§ What the task requires:
Which lines hold the word "payload"? Copy each of them from the material.

§ Information shown:
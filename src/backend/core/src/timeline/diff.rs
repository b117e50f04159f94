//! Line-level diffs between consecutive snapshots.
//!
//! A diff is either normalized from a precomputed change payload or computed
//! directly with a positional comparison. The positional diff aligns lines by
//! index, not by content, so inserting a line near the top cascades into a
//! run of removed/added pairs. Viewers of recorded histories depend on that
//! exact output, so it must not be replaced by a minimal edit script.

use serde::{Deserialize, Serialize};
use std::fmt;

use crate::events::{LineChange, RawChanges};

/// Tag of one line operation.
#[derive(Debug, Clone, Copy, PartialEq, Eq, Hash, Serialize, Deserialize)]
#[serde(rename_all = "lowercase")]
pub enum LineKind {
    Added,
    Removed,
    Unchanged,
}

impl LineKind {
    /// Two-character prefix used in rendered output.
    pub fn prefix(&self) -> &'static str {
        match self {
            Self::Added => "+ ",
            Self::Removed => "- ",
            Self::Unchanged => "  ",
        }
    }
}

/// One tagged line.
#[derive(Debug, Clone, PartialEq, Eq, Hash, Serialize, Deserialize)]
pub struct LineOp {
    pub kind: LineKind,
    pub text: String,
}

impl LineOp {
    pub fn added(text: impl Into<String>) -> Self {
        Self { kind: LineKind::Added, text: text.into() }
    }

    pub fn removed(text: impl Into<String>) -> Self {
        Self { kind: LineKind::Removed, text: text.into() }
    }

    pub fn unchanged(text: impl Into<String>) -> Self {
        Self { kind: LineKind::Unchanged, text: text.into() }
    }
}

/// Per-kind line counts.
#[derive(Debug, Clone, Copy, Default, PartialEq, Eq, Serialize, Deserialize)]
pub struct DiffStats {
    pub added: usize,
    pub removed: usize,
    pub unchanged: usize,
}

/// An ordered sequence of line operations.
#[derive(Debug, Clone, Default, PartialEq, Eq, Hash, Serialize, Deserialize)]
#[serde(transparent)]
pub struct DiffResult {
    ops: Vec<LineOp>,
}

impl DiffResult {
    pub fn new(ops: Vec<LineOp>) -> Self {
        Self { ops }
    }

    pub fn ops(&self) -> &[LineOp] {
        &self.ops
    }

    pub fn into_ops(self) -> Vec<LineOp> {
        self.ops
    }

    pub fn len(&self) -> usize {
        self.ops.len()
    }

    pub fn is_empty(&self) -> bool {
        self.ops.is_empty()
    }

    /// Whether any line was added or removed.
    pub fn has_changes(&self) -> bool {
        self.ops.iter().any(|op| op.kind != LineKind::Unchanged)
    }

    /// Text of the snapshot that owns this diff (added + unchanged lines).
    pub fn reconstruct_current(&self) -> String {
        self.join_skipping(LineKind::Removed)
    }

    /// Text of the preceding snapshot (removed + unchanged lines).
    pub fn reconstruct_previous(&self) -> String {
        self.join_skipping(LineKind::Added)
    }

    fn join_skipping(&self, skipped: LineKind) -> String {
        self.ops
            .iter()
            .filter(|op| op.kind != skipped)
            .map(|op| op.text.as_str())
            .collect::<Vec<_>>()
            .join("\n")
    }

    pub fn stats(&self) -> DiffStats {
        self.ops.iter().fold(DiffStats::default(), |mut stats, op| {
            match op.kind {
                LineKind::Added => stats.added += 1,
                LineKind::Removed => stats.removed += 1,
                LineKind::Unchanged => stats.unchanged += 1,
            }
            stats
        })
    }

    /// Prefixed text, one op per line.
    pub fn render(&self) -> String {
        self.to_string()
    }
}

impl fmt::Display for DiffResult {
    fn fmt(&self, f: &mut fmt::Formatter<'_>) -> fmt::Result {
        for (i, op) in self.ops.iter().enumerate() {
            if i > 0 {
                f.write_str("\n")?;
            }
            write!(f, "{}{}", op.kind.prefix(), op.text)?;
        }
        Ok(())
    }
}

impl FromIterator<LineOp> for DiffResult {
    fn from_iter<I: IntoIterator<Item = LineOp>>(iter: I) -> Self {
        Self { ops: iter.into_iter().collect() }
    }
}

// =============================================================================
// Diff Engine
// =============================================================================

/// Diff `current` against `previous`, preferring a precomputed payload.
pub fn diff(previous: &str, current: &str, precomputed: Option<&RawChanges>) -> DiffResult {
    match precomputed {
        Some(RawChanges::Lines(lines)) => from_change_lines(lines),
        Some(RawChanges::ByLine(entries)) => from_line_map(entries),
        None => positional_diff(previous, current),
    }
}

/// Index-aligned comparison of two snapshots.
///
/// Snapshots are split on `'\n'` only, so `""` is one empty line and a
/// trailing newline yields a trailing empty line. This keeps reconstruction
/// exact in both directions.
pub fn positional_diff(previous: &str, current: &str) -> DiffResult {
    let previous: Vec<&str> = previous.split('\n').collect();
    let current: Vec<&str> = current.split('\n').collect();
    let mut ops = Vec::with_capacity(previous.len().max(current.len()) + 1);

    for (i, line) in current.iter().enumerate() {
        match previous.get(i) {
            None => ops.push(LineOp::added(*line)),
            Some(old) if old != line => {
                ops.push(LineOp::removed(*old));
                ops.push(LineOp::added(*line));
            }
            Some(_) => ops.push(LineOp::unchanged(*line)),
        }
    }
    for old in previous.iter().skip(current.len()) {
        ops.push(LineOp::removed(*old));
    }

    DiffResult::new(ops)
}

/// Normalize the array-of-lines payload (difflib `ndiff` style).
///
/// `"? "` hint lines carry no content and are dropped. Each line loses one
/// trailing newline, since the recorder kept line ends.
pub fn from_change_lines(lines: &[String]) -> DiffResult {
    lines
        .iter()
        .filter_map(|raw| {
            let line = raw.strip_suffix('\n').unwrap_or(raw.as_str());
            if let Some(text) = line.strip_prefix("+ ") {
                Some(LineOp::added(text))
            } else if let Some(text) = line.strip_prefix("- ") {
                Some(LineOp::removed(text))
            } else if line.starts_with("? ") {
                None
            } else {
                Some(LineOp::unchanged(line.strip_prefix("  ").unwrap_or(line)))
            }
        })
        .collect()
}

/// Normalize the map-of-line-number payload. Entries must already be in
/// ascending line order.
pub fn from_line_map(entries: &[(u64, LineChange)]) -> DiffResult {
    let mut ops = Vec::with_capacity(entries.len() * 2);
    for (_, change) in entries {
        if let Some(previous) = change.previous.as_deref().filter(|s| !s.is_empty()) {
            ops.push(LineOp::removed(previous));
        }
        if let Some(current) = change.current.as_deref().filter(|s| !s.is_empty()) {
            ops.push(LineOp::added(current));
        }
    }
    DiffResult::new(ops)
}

§ Written answer:
//! A diff is either normalized from a precomputed change payload or computed
/// Diff `current` against `previous`, preferring a precomputed payload.
/// Normalize the array-of-lines payload (difflib `ndiff` style).
/// Normalize the map-of-line-number payload. Entries must already be in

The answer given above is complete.